Many people operate by building quick affiliate based sites, growing traffic
and then selling it with "proven income" to someone for 1-3K 6 months (or less
time depending on how good you are at driving traffic).

------
jwesley
I like the article, and it certainly got me thinking, but it understates the
level of skill required to revamp a poorly done website.

To make that type of money flipping sites, you need to spot the right
opportunities and make all the right improvements: programming, design,
copywriting, marketing, SEO, and optimizing the conversion process.

Anyone with the ability to do all these things well deserves to make money.
I'm also skeptical that finding a buyer who can pay 6 figures is as easy as
posting to SitePoint.

------
hgielrehtaeh
With something like this, I feel like if it has hit the papers, it's too late.

Better luck next time.

------
nreece
>> the latest wave of entrepreneurs who, like the day traders and real estate
investors before them, are looking to make a lot of money without much effort.

The article pertains to a different breed of online 'entrepreneurs', called
salvagers.

In the 'ground-up' startup world, the reality is not the same.
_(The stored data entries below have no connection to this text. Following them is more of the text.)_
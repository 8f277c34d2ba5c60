// ABOUTME: Logging configuration and structured logging setup for the log stream service
// ABOUTME: Configures log levels, output formats and noise filters for the tracing subscriber
//
// SPDX-License-Identifier: MIT OR Apache-2.0
// Copyright (c) 2025 Pierre Fitness Intelligence

//! Structured logging setup on top of `tracing-subscriber`

use crate::constants::service_names;
use anyhow::Result;
use std::env;
use std::io;
use tracing::info;
use tracing_subscriber::{
    fmt::{self, format::FmtSpan},
    layer::SubscriberExt,
    util::SubscriberInitExt,
    EnvFilter,
};

/// Logging configuration
#[derive(Debug, Clone)]
pub struct LoggingConfig {
    /// Log level (trace, debug, info, warn, error)
    pub level: String,
    /// Output format (json, pretty, compact)
    pub format: LogFormat,
    /// Include source file and line numbers
    pub include_location: bool,
    /// Include thread information
    pub include_thread: bool,
    /// Service name for structured logging
    pub service_name: String,
    /// Service version
    pub service_version: String,
    /// Environment (development, staging, production)
    pub environment: String,
}

/// Log output format options
#[derive(Debug, Clone, Copy, PartialEq, Eq)]
pub enum LogFormat {
    /// `JSON` format for production logging
    Json,
    /// Pretty format for development
    Pretty,
    /// Compact format for space-constrained environments
    Compact,
}

impl LogFormat {
    /// Parse a `LOG_FORMAT` value, falling back to [`LogFormat::Pretty`]
    #[must_use]
    pub fn from_str_or_default(value: &str) -> Self {
        match value.to_lowercase().as_str() {
            "json" => Self::Json,
            "compact" => Self::Compact,
            _ => Self::Pretty,
        }
    }
}

impl Default for LoggingConfig {
    fn default() -> Self {
        Self {
            level: "info".into(),
            format: LogFormat::Pretty,
            include_location: false,
            include_thread: false,
            service_name: service_names::TASK_LOG_STREAM.into(),
            service_version: env!("CARGO_PKG_VERSION").to_owned(),
            environment: "development".into(),
        }
    }
}

impl LoggingConfig {
    /// Create logging configuration from environment variables
    #[must_use]
    pub fn from_env() -> Self {
        let level = env::var("RUST_LOG").unwrap_or_else(|_| "info".into());
        let format = LogFormat::from_str_or_default(&env::var("LOG_FORMAT").unwrap_or_default());
        let environment = env::var("ENVIRONMENT").unwrap_or_else(|_| "development".into());

        // In production, use more detailed logging
        let is_production = environment == "production";

        Self {
            level,
            format,
            include_location: is_production || env::var("LOG_INCLUDE_LOCATION").is_ok(),
            include_thread: is_production || env::var("LOG_INCLUDE_THREAD").is_ok(),
            service_name: env::var("SERVICE_NAME")
                .unwrap_or_else(|_| service_names::TASK_LOG_STREAM.into()),
            service_version: env::var("SERVICE_VERSION")
                .unwrap_or_else(|_| env!("CARGO_PKG_VERSION").to_owned()),
            environment,
        }
    }

    /// Build the env filter with noise reduction for the HTTP stack
    fn env_filter(&self) -> EnvFilter {
        let base = env::var("RUST_LOG").map_or_else(
            |_| EnvFilter::new(&self.level),
            |env_directive| EnvFilter::new(&env_directive),
        );

        ["hyper=warn", "hyper::proto=warn", "tower_http=info"]
            .into_iter()
            .fold(base, |filter, directive| {
                filter.add_directive(
                    directive
                        .parse()
                        .unwrap_or_else(|_| tracing::Level::WARN.into()),
                )
            })
            .add_directive(
                format!("task_log_stream={}", self.level)
                    .parse()
                    .unwrap_or_else(|_| tracing::Level::INFO.into()),
            )
    }

    /// Initialize the global tracing subscriber
    ///
    /// # Errors
    ///
    /// Returns an error if a global subscriber is already installed
    pub fn init(&self) -> Result<()> {
        let registry = tracing_subscriber::registry().with(self.env_filter());

        match self.format {
            LogFormat::Json => {
                let json_layer = fmt::layer()
                    .with_file(self.include_location)
                    .with_line_number(self.include_location)
                    .with_thread_ids(self.include_thread)
                    .with_thread_names(self.include_thread)
                    .with_target(true)
                    .with_writer(io::stdout)
                    .with_span_events(FmtSpan::NONE)
                    .json();

                registry.with(json_layer).try_init()?;
            }
            LogFormat::Pretty => {
                let pretty_layer = fmt::layer()
                    .with_file(self.include_location)
                    .with_line_number(self.include_location)
                    .with_thread_ids(self.include_thread)
                    .with_thread_names(self.include_thread)
                    .with_target(true)
                    .with_writer(io::stdout);

                registry.with(pretty_layer).try_init()?;
            }
            LogFormat::Compact => {
                let compact_layer = fmt::layer()
                    .compact()
                    .with_file(false)
                    .with_line_number(false)
                    .with_target(false)
                    .with_writer(io::stdout);

                registry.with(compact_layer).try_init()?;
            }
        }

        info!(
            service.name = %self.service_name,
            service.version = %self.service_version,
            environment = %self.environment,
            log.level = %self.level,
            log.format = ?self.format,
            "Task log stream starting up"
        );

        Ok(())
    }
}

/// Initialize logging from environment
///
/// # Errors
///
/// Returns an error if logging initialization fails
pub fn init_from_env() -> Result<()> {
    LoggingConfig::from_env().init()
}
It's not as
simple as it sounds. Building a startup and running it profitably is equally
difficult (and self-satisfactory) as running a brick-and-mortar business.

Btw, here's the original NYT article:
<http://www.nytimes.com/2008/07/29/technology/29flip.html>

------
adrianwaj
I am surprised there aren't more hackers here openly flipping sites in this
manner, especially the most entrepreneurial ones. Maybe it's a hacker's best
kept secret. Forget coding from scratch, angels, VCs and team members, just do
the flip.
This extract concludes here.